*** Opening of Supplied material ***

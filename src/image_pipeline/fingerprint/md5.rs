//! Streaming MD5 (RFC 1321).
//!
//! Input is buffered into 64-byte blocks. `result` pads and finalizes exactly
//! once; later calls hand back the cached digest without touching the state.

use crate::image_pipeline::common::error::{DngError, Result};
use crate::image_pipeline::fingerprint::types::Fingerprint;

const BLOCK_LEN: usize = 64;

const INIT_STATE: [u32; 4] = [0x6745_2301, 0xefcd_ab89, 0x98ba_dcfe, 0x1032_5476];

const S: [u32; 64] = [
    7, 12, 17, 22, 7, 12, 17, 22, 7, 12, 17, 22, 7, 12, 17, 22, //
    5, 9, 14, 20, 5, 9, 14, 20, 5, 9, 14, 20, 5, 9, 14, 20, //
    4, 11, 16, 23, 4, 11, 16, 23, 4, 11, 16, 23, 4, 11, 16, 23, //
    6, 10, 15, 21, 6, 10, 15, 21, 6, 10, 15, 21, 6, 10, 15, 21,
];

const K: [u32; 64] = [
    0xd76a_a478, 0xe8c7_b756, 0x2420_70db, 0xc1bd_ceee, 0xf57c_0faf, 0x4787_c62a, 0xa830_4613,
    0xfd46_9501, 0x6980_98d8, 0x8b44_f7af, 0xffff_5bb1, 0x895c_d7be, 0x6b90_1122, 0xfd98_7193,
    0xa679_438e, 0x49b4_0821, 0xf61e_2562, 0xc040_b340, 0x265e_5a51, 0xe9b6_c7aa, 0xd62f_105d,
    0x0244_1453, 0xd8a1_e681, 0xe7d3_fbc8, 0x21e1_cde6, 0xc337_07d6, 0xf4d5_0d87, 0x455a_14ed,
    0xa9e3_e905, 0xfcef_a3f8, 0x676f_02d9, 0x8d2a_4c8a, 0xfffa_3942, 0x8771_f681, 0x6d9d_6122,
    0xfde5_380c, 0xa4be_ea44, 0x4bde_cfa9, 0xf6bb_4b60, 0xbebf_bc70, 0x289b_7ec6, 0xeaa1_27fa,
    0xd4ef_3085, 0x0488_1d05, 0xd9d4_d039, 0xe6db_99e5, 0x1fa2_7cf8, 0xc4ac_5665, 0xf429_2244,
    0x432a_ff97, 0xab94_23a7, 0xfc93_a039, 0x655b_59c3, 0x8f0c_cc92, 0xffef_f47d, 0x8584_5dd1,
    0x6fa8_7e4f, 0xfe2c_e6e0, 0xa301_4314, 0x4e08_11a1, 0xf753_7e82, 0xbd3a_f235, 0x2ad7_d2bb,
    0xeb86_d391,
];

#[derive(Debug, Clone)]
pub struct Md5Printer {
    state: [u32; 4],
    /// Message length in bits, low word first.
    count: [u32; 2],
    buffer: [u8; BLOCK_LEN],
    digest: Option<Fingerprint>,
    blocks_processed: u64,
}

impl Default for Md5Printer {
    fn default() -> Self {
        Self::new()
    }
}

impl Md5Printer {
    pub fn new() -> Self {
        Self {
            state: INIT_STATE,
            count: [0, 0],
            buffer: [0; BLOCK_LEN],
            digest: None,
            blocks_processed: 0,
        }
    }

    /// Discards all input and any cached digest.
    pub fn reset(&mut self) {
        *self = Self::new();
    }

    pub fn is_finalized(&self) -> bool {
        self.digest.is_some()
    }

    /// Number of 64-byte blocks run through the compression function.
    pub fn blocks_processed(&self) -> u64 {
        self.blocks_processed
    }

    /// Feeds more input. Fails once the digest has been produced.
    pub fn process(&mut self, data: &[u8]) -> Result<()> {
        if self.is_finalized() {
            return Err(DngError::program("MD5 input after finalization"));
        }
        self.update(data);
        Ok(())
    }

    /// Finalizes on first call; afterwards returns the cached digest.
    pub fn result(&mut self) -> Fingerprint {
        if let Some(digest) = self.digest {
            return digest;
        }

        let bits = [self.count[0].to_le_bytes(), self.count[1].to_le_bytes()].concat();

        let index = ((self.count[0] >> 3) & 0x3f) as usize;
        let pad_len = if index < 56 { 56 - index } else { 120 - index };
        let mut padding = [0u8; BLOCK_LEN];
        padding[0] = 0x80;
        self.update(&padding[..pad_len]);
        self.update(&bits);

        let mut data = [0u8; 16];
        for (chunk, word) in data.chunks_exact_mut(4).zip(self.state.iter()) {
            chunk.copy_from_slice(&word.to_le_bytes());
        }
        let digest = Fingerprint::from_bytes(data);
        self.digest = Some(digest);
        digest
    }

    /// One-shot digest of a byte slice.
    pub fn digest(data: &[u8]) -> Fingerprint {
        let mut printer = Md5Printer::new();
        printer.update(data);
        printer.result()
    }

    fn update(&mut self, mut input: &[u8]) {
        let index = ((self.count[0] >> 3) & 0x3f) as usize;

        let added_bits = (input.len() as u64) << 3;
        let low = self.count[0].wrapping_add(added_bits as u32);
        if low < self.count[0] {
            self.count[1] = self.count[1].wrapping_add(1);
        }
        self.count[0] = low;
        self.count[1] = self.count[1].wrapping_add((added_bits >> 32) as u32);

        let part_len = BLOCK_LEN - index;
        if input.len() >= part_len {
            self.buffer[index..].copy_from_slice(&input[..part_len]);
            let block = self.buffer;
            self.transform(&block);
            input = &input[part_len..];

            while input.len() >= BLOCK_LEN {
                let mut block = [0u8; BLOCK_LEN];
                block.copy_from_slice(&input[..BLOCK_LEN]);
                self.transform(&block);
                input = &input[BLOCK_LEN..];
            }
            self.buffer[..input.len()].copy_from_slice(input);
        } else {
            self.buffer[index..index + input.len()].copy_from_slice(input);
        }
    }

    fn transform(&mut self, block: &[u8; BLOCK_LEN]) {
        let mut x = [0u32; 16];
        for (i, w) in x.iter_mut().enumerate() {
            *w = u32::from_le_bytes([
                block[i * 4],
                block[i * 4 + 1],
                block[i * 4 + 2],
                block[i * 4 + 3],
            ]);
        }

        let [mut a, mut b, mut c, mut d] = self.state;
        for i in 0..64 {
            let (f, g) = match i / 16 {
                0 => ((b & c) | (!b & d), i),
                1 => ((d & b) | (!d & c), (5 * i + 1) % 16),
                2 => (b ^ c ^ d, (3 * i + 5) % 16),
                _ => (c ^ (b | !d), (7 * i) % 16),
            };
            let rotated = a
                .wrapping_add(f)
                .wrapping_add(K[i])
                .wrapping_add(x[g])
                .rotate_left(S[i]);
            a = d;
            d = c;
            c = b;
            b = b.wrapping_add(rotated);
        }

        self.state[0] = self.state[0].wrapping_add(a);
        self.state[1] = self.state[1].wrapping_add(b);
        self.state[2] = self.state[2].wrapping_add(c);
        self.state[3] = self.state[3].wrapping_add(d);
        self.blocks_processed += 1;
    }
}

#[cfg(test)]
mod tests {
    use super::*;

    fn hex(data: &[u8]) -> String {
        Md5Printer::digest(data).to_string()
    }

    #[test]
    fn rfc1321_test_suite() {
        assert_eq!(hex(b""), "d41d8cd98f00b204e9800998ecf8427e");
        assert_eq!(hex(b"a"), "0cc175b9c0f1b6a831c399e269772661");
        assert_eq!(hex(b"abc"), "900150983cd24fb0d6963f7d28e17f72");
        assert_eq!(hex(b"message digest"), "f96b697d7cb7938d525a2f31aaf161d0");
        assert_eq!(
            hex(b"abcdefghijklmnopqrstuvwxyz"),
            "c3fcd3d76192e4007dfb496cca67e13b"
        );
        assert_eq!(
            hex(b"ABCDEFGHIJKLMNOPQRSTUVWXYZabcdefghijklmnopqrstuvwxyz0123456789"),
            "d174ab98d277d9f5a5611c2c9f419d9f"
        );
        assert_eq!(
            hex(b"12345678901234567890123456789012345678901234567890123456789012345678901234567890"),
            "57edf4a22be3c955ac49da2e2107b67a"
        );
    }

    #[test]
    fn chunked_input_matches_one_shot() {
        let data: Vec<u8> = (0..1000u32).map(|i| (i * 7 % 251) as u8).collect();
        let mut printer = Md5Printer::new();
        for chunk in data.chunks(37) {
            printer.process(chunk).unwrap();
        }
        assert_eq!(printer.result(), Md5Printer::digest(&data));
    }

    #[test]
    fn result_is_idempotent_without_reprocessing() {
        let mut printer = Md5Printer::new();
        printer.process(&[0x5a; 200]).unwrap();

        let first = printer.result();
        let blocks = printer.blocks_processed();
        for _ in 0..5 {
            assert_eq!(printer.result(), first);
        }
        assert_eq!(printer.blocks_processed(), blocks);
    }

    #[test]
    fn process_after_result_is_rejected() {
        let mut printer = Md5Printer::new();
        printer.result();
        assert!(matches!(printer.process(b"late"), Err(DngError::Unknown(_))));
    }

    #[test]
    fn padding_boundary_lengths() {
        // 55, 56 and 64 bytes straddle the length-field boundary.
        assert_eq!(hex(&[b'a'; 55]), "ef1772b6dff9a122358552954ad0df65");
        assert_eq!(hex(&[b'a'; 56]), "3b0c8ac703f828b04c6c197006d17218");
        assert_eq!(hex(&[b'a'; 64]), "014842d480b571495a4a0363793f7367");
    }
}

*** Close of Supplied material ***
*** Opening of Supplied material ***

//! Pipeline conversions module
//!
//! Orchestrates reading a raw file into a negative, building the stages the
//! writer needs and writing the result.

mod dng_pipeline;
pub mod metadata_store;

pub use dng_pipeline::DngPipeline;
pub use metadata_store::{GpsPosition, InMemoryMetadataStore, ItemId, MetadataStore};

*** Close of Supplied material ***

Problem to solve =>
Copy out each line of the data where the string "transform" appears.

Your solution =>
            self.transform(&block);
                self.transform(&block);
    fn transform(&mut self, block: &[u8; BLOCK_LEN]) {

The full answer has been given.